ACTION ITEM:
Records follow. Select each line holding "every".

RAW DATA:
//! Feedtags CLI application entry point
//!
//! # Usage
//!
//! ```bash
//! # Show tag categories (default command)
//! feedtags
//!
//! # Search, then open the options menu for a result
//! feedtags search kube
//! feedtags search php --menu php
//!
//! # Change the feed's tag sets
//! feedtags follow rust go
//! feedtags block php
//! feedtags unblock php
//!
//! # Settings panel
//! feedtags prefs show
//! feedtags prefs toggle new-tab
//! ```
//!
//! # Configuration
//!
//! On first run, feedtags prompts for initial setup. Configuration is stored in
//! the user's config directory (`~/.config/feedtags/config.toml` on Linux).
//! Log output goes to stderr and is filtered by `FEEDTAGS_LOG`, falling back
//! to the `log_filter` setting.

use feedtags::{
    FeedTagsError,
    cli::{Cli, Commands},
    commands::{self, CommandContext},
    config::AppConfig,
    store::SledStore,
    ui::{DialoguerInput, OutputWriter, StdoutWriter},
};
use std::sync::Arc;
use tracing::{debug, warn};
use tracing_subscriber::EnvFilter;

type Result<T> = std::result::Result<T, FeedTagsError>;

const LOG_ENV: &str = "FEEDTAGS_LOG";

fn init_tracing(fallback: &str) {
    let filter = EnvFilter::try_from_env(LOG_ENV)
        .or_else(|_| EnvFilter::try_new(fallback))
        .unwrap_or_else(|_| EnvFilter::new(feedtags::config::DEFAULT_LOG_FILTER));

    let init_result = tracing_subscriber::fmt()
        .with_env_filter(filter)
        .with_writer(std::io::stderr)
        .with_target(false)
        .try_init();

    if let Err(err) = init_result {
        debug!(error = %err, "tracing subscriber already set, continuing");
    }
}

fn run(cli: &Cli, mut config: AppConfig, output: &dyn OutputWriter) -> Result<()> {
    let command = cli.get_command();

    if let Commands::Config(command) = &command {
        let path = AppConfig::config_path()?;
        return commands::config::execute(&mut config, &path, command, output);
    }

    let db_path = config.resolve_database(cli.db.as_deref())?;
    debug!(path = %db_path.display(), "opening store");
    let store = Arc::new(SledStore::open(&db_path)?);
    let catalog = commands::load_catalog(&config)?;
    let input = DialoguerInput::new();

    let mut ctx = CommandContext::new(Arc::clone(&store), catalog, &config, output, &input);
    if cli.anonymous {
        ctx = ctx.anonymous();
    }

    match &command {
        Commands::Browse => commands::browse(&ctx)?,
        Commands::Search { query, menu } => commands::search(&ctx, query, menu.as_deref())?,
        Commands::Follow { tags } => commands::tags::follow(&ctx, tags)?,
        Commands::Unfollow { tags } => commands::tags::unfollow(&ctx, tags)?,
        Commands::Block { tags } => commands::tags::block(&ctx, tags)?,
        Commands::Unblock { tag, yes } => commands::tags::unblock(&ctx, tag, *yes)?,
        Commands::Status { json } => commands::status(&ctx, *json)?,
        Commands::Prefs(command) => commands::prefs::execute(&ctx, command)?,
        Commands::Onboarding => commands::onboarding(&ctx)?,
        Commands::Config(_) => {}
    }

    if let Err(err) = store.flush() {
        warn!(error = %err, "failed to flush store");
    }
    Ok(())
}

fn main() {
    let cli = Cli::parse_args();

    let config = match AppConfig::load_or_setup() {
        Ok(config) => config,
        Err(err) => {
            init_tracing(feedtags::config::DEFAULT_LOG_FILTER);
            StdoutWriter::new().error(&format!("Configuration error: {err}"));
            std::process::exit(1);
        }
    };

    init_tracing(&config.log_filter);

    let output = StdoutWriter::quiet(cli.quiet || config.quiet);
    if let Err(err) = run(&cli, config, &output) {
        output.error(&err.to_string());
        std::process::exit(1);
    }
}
---
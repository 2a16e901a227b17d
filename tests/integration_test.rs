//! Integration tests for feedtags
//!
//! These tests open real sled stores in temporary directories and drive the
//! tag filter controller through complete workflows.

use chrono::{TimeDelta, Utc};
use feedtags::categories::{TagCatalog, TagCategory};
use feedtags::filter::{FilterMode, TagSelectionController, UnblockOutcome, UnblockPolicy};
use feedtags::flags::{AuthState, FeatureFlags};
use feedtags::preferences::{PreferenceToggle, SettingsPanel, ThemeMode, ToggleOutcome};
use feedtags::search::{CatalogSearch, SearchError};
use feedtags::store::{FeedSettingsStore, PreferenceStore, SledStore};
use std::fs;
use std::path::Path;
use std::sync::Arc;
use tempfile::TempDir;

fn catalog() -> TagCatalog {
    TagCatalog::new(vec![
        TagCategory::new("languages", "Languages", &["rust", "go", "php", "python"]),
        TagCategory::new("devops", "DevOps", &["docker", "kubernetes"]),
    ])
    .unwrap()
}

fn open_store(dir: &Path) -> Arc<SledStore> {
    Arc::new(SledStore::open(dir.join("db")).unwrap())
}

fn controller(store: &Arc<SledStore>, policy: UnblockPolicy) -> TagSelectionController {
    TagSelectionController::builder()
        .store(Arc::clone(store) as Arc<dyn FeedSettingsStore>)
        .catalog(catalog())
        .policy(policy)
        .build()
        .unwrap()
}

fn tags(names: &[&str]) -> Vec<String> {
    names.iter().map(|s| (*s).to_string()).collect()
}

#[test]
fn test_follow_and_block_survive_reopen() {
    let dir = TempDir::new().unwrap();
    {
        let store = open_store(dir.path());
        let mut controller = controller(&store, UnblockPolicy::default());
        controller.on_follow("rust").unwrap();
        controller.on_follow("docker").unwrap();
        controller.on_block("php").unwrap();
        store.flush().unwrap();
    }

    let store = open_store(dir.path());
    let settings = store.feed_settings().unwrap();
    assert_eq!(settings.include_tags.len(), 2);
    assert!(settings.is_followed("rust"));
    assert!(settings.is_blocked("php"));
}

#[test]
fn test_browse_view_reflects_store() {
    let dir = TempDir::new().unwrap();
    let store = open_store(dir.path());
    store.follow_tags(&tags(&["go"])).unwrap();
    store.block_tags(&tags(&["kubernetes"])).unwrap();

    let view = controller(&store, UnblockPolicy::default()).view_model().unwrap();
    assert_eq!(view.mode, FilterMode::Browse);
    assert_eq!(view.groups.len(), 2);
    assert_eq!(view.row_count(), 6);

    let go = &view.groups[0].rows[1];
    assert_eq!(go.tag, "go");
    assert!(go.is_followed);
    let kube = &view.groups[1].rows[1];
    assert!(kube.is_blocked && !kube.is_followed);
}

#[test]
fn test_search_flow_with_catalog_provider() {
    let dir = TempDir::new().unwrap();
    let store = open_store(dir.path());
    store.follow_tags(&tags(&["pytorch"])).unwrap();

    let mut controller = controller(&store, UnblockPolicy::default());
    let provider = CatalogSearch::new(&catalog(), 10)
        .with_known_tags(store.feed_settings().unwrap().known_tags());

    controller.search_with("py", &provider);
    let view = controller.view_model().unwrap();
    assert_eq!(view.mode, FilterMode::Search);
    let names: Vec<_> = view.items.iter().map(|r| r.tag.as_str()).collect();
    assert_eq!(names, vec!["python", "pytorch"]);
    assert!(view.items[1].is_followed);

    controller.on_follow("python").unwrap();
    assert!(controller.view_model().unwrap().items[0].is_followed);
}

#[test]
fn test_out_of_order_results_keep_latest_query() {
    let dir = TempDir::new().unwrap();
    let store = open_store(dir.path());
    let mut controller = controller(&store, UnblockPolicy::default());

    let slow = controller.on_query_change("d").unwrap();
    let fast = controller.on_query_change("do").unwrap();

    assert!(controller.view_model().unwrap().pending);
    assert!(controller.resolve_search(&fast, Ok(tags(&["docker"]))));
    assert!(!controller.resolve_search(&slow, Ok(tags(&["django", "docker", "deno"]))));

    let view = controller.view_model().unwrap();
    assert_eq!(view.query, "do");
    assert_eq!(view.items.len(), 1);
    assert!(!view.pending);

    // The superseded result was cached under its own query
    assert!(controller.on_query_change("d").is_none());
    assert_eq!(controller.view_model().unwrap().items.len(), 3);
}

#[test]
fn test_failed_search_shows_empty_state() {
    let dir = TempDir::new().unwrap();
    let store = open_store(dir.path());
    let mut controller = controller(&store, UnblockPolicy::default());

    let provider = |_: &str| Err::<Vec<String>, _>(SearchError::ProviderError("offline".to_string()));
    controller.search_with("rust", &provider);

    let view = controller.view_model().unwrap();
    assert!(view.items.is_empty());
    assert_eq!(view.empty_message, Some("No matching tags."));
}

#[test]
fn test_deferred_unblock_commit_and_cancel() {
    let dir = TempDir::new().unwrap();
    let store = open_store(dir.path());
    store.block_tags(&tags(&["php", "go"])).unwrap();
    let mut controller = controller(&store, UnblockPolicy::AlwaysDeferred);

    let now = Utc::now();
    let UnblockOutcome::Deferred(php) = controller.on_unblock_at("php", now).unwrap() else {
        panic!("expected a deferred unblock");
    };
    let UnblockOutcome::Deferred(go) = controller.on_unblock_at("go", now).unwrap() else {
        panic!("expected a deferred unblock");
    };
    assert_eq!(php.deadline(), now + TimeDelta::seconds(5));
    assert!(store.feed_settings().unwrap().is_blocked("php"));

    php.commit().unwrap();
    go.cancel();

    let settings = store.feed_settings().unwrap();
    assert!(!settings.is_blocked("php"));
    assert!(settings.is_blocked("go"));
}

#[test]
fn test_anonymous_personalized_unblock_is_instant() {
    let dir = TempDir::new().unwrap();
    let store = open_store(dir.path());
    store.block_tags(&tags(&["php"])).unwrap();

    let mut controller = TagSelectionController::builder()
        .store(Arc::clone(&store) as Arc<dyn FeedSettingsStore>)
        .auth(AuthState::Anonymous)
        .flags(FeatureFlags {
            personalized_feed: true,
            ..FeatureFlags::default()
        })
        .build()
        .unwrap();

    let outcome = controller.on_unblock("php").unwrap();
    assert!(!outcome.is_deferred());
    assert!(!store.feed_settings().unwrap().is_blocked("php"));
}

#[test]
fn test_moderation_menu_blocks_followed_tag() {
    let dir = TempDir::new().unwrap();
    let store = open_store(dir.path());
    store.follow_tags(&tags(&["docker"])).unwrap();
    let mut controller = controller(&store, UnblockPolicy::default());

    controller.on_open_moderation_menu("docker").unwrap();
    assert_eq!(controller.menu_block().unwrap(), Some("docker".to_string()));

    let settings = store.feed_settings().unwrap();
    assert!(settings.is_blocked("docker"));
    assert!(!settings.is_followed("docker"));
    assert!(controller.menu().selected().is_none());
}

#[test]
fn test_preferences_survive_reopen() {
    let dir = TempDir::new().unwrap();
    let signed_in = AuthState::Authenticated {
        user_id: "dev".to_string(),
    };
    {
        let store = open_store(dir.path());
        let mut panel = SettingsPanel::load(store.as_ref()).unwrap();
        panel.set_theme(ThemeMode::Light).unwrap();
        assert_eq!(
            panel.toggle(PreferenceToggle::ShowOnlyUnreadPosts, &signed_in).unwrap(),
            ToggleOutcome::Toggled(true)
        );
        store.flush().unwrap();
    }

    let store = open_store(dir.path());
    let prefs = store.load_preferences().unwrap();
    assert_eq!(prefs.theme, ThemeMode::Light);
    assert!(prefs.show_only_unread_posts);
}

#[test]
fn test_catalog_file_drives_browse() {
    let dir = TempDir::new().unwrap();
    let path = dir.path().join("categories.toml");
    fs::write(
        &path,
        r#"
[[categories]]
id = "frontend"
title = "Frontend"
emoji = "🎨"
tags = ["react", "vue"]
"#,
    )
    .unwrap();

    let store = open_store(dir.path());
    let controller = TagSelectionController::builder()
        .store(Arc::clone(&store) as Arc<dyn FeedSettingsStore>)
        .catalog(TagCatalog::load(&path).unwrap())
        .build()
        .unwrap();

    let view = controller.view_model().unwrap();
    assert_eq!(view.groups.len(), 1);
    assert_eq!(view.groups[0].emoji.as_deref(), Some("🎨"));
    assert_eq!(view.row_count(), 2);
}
==
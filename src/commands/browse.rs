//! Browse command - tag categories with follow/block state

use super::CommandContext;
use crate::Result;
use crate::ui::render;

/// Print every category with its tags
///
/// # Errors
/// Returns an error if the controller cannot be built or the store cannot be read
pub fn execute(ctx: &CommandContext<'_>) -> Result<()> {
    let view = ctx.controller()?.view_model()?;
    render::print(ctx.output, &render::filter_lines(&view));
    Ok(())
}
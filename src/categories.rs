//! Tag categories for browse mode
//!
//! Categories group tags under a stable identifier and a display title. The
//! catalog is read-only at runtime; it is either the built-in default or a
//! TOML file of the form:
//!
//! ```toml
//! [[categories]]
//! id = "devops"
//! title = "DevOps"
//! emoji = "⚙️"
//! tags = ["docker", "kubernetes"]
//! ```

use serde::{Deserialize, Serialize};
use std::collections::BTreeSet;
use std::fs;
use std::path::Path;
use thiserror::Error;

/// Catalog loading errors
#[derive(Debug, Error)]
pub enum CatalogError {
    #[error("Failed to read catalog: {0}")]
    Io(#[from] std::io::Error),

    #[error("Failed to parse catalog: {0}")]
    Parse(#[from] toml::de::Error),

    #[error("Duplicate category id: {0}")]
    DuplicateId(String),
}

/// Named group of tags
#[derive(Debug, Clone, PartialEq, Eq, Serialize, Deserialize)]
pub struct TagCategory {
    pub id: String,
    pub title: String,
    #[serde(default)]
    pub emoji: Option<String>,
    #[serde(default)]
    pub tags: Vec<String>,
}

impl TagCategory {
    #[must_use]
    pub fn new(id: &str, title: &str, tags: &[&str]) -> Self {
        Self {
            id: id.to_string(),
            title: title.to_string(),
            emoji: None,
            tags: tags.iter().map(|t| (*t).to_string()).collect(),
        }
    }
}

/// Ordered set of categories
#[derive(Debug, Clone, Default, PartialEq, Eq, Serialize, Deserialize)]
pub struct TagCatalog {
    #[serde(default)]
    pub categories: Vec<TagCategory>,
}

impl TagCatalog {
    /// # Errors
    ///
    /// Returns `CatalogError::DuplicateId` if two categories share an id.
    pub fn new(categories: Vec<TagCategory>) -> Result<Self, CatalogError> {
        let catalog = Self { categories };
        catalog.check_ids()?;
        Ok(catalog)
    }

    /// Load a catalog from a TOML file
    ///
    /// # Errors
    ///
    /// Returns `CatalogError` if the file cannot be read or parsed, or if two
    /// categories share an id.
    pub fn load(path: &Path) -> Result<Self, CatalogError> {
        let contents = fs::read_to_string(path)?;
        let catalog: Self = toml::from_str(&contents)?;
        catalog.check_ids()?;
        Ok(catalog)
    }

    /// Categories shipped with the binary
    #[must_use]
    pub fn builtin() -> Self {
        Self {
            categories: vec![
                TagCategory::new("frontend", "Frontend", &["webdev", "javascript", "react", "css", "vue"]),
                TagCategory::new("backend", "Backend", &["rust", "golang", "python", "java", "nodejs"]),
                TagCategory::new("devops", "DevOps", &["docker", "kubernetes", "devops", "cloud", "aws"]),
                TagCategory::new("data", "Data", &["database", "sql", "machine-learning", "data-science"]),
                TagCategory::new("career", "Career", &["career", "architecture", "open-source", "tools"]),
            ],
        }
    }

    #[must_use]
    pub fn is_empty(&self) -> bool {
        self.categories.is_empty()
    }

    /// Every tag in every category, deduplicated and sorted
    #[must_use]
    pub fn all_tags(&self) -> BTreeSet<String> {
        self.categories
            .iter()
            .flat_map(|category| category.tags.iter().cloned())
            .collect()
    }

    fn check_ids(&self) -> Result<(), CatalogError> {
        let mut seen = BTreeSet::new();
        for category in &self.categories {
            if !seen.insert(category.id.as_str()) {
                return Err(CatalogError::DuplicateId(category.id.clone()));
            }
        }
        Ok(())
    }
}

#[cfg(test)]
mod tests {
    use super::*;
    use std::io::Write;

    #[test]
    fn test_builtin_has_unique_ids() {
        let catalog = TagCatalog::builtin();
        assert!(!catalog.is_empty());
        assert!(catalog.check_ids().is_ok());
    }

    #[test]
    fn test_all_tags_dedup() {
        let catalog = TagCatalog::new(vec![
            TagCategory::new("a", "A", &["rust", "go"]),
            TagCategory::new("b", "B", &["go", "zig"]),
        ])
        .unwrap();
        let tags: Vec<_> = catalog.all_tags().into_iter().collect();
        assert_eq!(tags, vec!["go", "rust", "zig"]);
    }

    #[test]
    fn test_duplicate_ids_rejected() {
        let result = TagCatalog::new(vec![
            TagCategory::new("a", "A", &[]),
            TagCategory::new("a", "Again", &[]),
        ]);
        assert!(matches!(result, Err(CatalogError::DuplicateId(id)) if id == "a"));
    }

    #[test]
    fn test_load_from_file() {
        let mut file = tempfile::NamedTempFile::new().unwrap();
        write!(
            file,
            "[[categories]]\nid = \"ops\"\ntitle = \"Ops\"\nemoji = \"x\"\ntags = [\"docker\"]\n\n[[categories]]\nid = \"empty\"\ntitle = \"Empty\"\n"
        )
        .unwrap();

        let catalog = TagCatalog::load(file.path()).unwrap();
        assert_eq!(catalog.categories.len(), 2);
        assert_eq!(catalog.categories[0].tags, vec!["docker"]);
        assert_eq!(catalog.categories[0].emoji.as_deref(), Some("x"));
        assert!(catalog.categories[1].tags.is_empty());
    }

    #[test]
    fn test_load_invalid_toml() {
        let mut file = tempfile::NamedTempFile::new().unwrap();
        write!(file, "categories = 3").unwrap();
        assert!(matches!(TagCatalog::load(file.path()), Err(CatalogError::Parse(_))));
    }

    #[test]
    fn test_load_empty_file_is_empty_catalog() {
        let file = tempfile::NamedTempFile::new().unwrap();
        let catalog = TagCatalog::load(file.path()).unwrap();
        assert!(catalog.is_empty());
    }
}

RESULT:
/// Print every category with its tags
    /// Every tag in every category, deduplicated and sorted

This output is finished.